Bilirkişi raporlarında yer alan inceleme ve tespitlerde; davalılardan … firmasının işyerinde tespit edilen elbisenin davacı adına tescilli … (1) nolu tasarımın görselleri ile ayırt edilemeyecek derecede benzer olduğu, renk tonundaki farklılığın herhangi bir ayırt edicilik katmadığı, bu farkın ise ayrıntıdaki küçük farklılık olarak değerlendirilmesi gerektiği, bunun dışında bütünün görünüşü yönünden tamamıyla benzer olduğu, ürün kimliği bakımından bu tasarımların tamamen benzer veya küçük ayrıntıları nedeniyle, aynı işletmeye ait tek ürünün çeşitlemesi olarak algılandığı, davacı tarafından dosyaya sunulan 22.04.2016 tarihli davalı … tarafından kesilen fatura içeriğinde sadece “…” ibaresi geçtiği için dava konusu ürüne ait olup olmadığı konusunda yeterli kanaatin olmadığı fakat; dosya içerisinde yer alan ve davacı tarafından sunulan taklit konusu ürünün davalılardan … firmasına ait olduğu, dosya içeriğinde davalılardan … tarafından üretildiği iddia edilen tasarıma konu herhangi bir ürün örneğine rastlanmadığı gibi, işyerinde yapılan bir tespitin de söz konusu olmadığı bu nedenle davalılardan …’in davacının dava konusu … isimli … (1) nolu tasarımına konu ürünü taklit ettiği konusunda yeterli kanaate ulaşılamadığı belirtilmiştir.

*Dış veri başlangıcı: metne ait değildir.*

//! Email address extraction.

use regex::Regex;

use super::patterns::EMAIL;
use super::{ExtractionMatch, FieldExtractor};

/// Email field extractor.
pub struct EmailExtractor {
    pattern: Regex,
}

impl EmailExtractor {
    /// Create an extractor with the default pattern.
    pub fn new() -> Self {
        Self {
            pattern: EMAIL.clone(),
        }
    }

    pub fn with_pattern(pattern: Regex) -> Self {
        Self { pattern }
    }
}

impl Default for EmailExtractor {
    fn default() -> Self {
        Self::new()
    }
}

impl FieldExtractor for EmailExtractor {
    type Output = ExtractionMatch<String>;

    fn extract(&self, text: &str) -> Option<Self::Output> {
        self.pattern
            .find(text)
            .map(|m| ExtractionMatch::literal(0, m))
    }

    fn extract_all(&self, text: &str) -> Vec<Self::Output> {
        self.pattern
            .find_iter(text)
            .map(|m| ExtractionMatch::literal(0, m))
            .collect()
    }
}

/// Extract the first email address from text.
pub fn extract_email(text: &str) -> Option<String> {
    EmailExtractor::new().extract(text).map(|m| m.value)
}

/// Extract every email address from text, in text order.
pub fn extract_emails(text: &str) -> Vec<String> {
    EmailExtractor::new()
        .extract_all(text)
        .into_iter()
        .map(|m| m.value)
        .collect()
}

#[cfg(test)]
mod tests {
    use super::*;

    #[test]
    fn test_extract_email() {
        let text = "Jane Doe\nContact: jane.doe+cv@example.co.uk, Berlin";
        assert_eq!(extract_email(text), Some("jane.doe+cv@example.co.uk".to_string()));
    }

    #[test]
    fn test_extract_emails_in_order() {
        let text = "work: a.b@corp.io home: ab_99@mail.com";
        assert_eq!(extract_emails(text), vec!["a.b@corp.io", "ab_99@mail.com"]);
    }

    #[test]
    fn test_extract_email_requires_tld() {
        assert_eq!(extract_email("user@localhost"), None);
        assert!(extract_emails("").is_empty());
    }

    #[test]
    fn test_match_position() {
        let m = EmailExtractor::new().extract("mail x@y.org now").unwrap();
        assert_eq!(m.position, Some((5, 12)));
        assert_eq!(m.source, "x@y.org");
    }
}
//! Confidence aggregation over token-level OCR detections.

mod detection;
mod report;

pub use detection::{
    Detection, Point, detections_from_value, join_text, parse_detections, sort_by_reading_order,
};
pub use report::{
    ConfidenceReport, ConfidenceTier, DEFAULT_MIN_CONFIDENCE, HIGH_CONFIDENCE, MEDIUM_CONFIDENCE,
    aggregate,
};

Dava, 554 sayılı KHK hükümleri uyarınca açılmış endüstriyel tasarım tecavüzü ve haksız rekabetin tespiti, durdurulması, önlenmesi, maddi ve manevi tazminat talebine ilişkindir.
Dava tarihi itibarı ile uygulanması gereken 554 sayılı Endüstriyel Tasarımların Korunması Hakkında Kanun Hükmünde Kararname Madde 3 e göre; Bu Kanun Hükmünde Kararnamede geçen; a)”Tasarım”, bir ürünün tümü, veya bir parçası veya üzerindeki süslemenin, çizgi, şekil, biçim, renk, doku, malzeme veya esneklik gibi insan duyuları ile algılanan çeşitli unsur veya özelliklerinin oluşturduğu bütünü,… c)”Tasarımcı”, korumaya konu olan tasarımı tasarlayan kişiyi,… İfade eder.
Yeni ve ayırt edici niteliğe sahip tasarımlar belge verilerek korunur. Bileşik bir ürünün bir parçası ile ilgili tasarımın kendi yeni ise ve ayırt edici bir niteliğe sahipse ayrıca korumadan yararlanır. (Madde 5)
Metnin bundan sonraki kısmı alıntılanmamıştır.